#### GOAL OF THE EXERCISE:
Which of the lines in the data below contain the string "push"? Copy each of them.

Start of EXTRACTED MATERIAL

//! SQLite-backed store for parsed changes.
//!
//! Holds the path and commit id tables plus the two relational views the
//! parser emits (path-change log and filesystem delta). WAL mode for write
//! throughput; the schema installs idempotently on open.

use crate::change::{ChangeKind, FileKind, RepoSpec};
use crate::error::{ParseError, Result};
use rusqlite::{params, Connection};
use serde::Serialize;
use std::collections::HashMap;
use std::path::Path;
use std::sync::{Mutex, MutexGuard};

const SCHEMA: &str = "
CREATE TABLE IF NOT EXISTS repository_path (
    id INTEGER PRIMARY KEY AUTOINCREMENT,
    path TEXT NOT NULL UNIQUE
);
CREATE TABLE IF NOT EXISTS repository_commit (
    id INTEGER PRIMARY KEY AUTOINCREMENT,
    repo_id INTEGER NOT NULL,
    rev INTEGER NOT NULL,
    UNIQUE (repo_id, rev)
);
CREATE TABLE IF NOT EXISTS path_change (
    repo_id INTEGER NOT NULL,
    path_id INTEGER NOT NULL,
    commit_id INTEGER NOT NULL,
    target_path_id INTEGER,
    target_commit_id INTEGER,
    change_kind INTEGER NOT NULL,
    file_kind INTEGER NOT NULL,
    direct INTEGER NOT NULL,
    revision INTEGER NOT NULL
);
CREATE INDEX IF NOT EXISTS idx_path_change_commit
    ON path_change (commit_id);
CREATE INDEX IF NOT EXISTS idx_path_change_path
    ON path_change (repo_id, path_id);
CREATE TABLE IF NOT EXISTS filesystem_entry (
    repo_id INTEGER NOT NULL,
    parent_path_id INTEGER NOT NULL,
    revision INTEGER NOT NULL,
    path_id INTEGER NOT NULL,
    existed INTEGER NOT NULL,
    file_kind INTEGER NOT NULL
);
CREATE INDEX IF NOT EXISTS idx_filesystem_rev
    ON filesystem_entry (repo_id, revision);
CREATE INDEX IF NOT EXISTS idx_filesystem_parent
    ON filesystem_entry (repo_id, parent_path_id, revision);
";

/// One persisted path-change row, with path strings joined back in.
/// This is the shape the browse views query.
#[derive(Debug, Clone, PartialEq, Eq, Serialize)]
pub struct PathChangeRow {
    pub path: String,
    pub target_path: Option<String>,
    pub target_commit_id: Option<i64>,
    pub change_kind: ChangeKind,
    pub file_kind: FileKind,
    pub direct: bool,
    pub revision: u64,
}

/// One persisted filesystem-delta row.
#[derive(Debug, Clone, PartialEq, Eq, Serialize)]
pub struct FilesystemRow {
    pub path: String,
    pub parent_path: String,
    pub existed: bool,
    pub file_kind: FileKind,
}

/// SQLite store for the change parser.
pub struct SqliteStore {
    conn: Mutex<Connection>,
}

impl SqliteStore {
    /// Open (or create) the database at `path` and install the schema.
    pub fn open(path: &Path) -> Result<Self> {
        Self::init(Connection::open(path)?)
    }

    /// In-memory store, for tests and dry runs.
    pub fn open_in_memory() -> Result<Self> {
        Self::init(Connection::open_in_memory()?)
    }

    fn init(conn: Connection) -> Result<Self> {
        conn.pragma_update(None, "journal_mode", "WAL")?;
        conn.pragma_update(None, "synchronous", "NORMAL")?;
        conn.execute_batch(SCHEMA)?;
        Ok(Self {
            conn: Mutex::new(conn),
        })
    }

    pub(crate) fn conn(&self) -> MutexGuard<'_, Connection> {
        self.conn.lock().unwrap()
    }

    /// Bulk idempotent path-id allocation: every requested path gets an id,
    /// existing rows are reused.
    pub fn lookup_or_create_paths(&self, paths: &[String]) -> Result<HashMap<String, i64>> {
        let conn = self.conn();
        {
            let mut insert =
                conn.prepare_cached("INSERT OR IGNORE INTO repository_path (path) VALUES (?1)")?;
            for path in paths {
                insert.execute(params![path])?;
            }
        }
        let mut out = HashMap::with_capacity(paths.len());
        let mut select = conn.prepare_cached("SELECT id FROM repository_path WHERE path = ?1")?;
        for path in paths {
            let id: i64 = select.query_row(params![path], |row| row.get(0))?;
            out.insert(path.clone(), id);
        }
        Ok(out)
    }

    /// Id of the `(repo, rev)` commit row, creating it if missing.
    pub fn ensure_commit(&self, repo: &RepoSpec, rev: u64) -> Result<i64> {
        let conn = self.conn();
        conn.execute(
            "INSERT OR IGNORE INTO repository_commit (repo_id, rev) VALUES (?1, ?2)",
            params![repo.id, rev as i64],
        )?;
        let id: i64 = conn.query_row(
            "SELECT id FROM repository_commit WHERE repo_id = ?1 AND rev = ?2",
            params![repo.id, rev as i64],
            |row| row.get(0),
        )?;
        Ok(id)
    }

    /// Commit ids for the given revisions. Returns only revisions already
    /// recorded; unknown ones are absent from the result and end up as NULL
    /// provenance downstream.
    pub fn lookup_commit_ids(&self, repo: &RepoSpec, revs: &[u64]) -> Result<HashMap<u64, i64>> {
        let conn = self.conn();
        let mut out = HashMap::new();
        let mut select = conn
            .prepare_cached("SELECT id FROM repository_commit WHERE repo_id = ?1 AND rev = ?2")?;
        for rev in revs {
            let mut rows = select.query(params![repo.id, *rev as i64])?;
            if let Some(row) = rows.next()? {
                out.insert(*rev, row.get(0)?);
            }
        }
        Ok(out)
    }

    /// All path-change rows for one revision, ordered by path.
    pub fn path_changes(&self, repo: &RepoSpec, rev: u64) -> Result<Vec<PathChangeRow>> {
        let conn = self.conn();
        let mut stmt = conn.prepare_cached(
            "SELECT p.path, tp.path, c.target_commit_id, c.change_kind, c.file_kind, \
             c.direct, c.revision \
             FROM path_change c \
             JOIN repository_path p ON p.id = c.path_id \
             LEFT JOIN repository_path tp ON tp.id = c.target_path_id \
             WHERE c.repo_id = ?1 AND c.revision = ?2 \
             ORDER BY p.path",
        )?;
        let mut rows = stmt.query(params![repo.id, rev as i64])?;
        let mut out = Vec::new();
        while let Some(row) = rows.next()? {
            out.push(PathChangeRow {
                path: row.get(0)?,
                target_path: row.get(1)?,
                target_commit_id: row.get(2)?,
                change_kind: decode_change_kind(row.get(3)?)?,
                file_kind: decode_file_kind(row.get(4)?)?,
                direct: row.get::<_, i64>(5)? != 0,
                revision: row.get::<_, i64>(6)? as u64,
            });
        }
        Ok(out)
    }

    /// All filesystem-delta rows for one revision, ordered by path.
    pub fn filesystem_entries(&self, repo: &RepoSpec, rev: u64) -> Result<Vec<FilesystemRow>> {
        let conn = self.conn();
        let mut stmt = conn.prepare_cached(
            "SELECT p.path, pp.path, f.existed, f.file_kind \
             FROM filesystem_entry f \
             JOIN repository_path p ON p.id = f.path_id \
             JOIN repository_path pp ON pp.id = f.parent_path_id \
             WHERE f.repo_id = ?1 AND f.revision = ?2 \
             ORDER BY p.path",
        )?;
        let mut rows = stmt.query(params![repo.id, rev as i64])?;
        let mut out = Vec::new();
        while let Some(row) = rows.next()? {
            out.push(FilesystemRow {
                path: row.get(0)?,
                parent_path: row.get(1)?,
                existed: row.get::<_, i64>(2)? != 0,
                file_kind: decode_file_kind(row.get(3)?)?,
            });
        }
        Ok(out)
    }
}

fn decode_change_kind(code: i64) -> Result<ChangeKind> {
    ChangeKind::from_code(code)
        .ok_or_else(|| ParseError::Protocol(format!("unknown change kind code {}", code)))
}

fn decode_file_kind(code: i64) -> Result<FileKind> {
    FileKind::from_code(code)
        .ok_or_else(|| ParseError::Protocol(format!("unknown file kind code {}", code)))
}

#[cfg(test)]
mod tests {
    use super::*;

    fn repo() -> RepoSpec {
        RepoSpec::new(7, "TEST", "https://svn.example.com/repo")
    }

    #[test]
    fn test_path_allocation_is_idempotent() {
        let store = SqliteStore::open_in_memory().unwrap();
        let paths = vec!["/a".to_string(), "/a/b".to_string()];
        let first = store.lookup_or_create_paths(&paths).unwrap();
        let second = store.lookup_or_create_paths(&paths).unwrap();
        assert_eq!(first, second);
        assert_ne!(first["/a"], first["/a/b"]);
    }

    #[test]
    fn test_commit_ids_known_only() {
        let store = SqliteStore::open_in_memory().unwrap();
        let repo = repo();
        let id = store.ensure_commit(&repo, 41).unwrap();
        assert_eq!(store.ensure_commit(&repo, 41).unwrap(), id);

        let known = store.lookup_commit_ids(&repo, &[41, 99]).unwrap();
        assert_eq!(known.len(), 1);
        assert_eq!(known[&41], id);
    }

    #[test]
    fn test_open_on_disk() {
        let dir = tempfile::tempdir().unwrap();
        let db = dir.path().join("changes.sqlite");
        {
            let store = SqliteStore::open(&db).unwrap();
            store.lookup_or_create_paths(&["/x".to_string()]).unwrap();
        }
        let store = SqliteStore::open(&db).unwrap();
        let ids = store.lookup_or_create_paths(&["/x".to_string()]).unwrap();
        assert_eq!(ids.len(), 1);
    }
}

End of EXTRACTED MATERIAL

#### RESPONSE AREA:
            out.push(PathChangeRow {
            out.push(FilesystemRow {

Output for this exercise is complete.